(Dataset entries)

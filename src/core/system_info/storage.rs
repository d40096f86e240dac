use crate::core::system_info::types::Usage;
use std::path::Path;
use sysinfo::Disks;

/// Usage of the root (Unix) or system (Windows) volume
pub fn root_volume() -> Option<Usage> {
    let disks = Disks::new_with_refreshed_list();
    let volumes = disks.list().iter().map(|disk| {
        let total = disk.total_space();
        let used = total.saturating_sub(disk.available_space());
        (disk.mount_point(), Usage::new(used, total))
    });

    select_root(volumes, &root_mount_point())
}

#[cfg(windows)]
fn root_mount_point() -> String {
    let drive = std::env::var("SystemDrive").unwrap_or_else(|_| "C:".to_string());
    format!("{}\\", drive.trim_end_matches('\\'))
}

#[cfg(not(windows))]
fn root_mount_point() -> String {
    "/".to_string()
}

/// Picks the volume mounted at `root`, falling back to the first volume listed
pub fn select_root<'a, I>(volumes: I, root: &str) -> Option<Usage>
where
    I: IntoIterator<Item = (&'a Path, Usage)>,
{
    let mut first = None;
    for (mount_point, usage) in volumes {
        if mount_point == Path::new(root) {
            return Some(usage);
        }
        if first.is_none() {
            first = Some(usage);
        }
    }

    if first.is_some() {
        log::debug!("No volume mounted at {}, using the first one listed", root);
    }
    first
}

• Description of the task: For this exercise, repeat the data above exactly.

• Response to this exercise:
filename src/core/system_info/storage.rs
repository d40096f86e240dac
use crate::core::system_info::types::Usage;
use std::path::Path;
use sysinfo::Disks;

/// Usage of the root (Unix) or system (Windows) volume
pub fn root_volume() -> Option<Usage> {
    let disks = Disks::new_with_refreshed_list();
    let volumes = disks.list().iter().map(|disk| {
        let total = disk.total_space();
        let used = total.saturating_sub(disk.available_space());
        (disk.mount_point(), Usage::new(used, total))
    });

    select_root(volumes, &root_mount_point())
}

#[cfg(windows)]
fn root_mount_point() -> String {
    let drive = std::env::var("SystemDrive").unwrap_or_else(|_| "C:".to_string());
    format!("{}\\", drive.trim_end_matches('\\'))
}

#[cfg(not(windows))]
fn root_mount_point() -> String {
    "/".to_string()
}

/// Picks the volume mounted at `root`, falling back to the first volume listed
pub fn select_root<'a, I>(volumes: I, root: &str) -> Option<Usage>
where
    I: IntoIterator<Item = (&'a Path, Usage)>,
{
    let mut first = None;
    for (mount_point, usage) in volumes {
        if mount_point == Path::new(root) {
            return Some(usage);
        }
        if first.is_none() {
            first = Some(usage);
        }
    }

    if first.is_some() {
        log::debug!("No volume mounted at {}, using the first one listed", root);
    }
    first
}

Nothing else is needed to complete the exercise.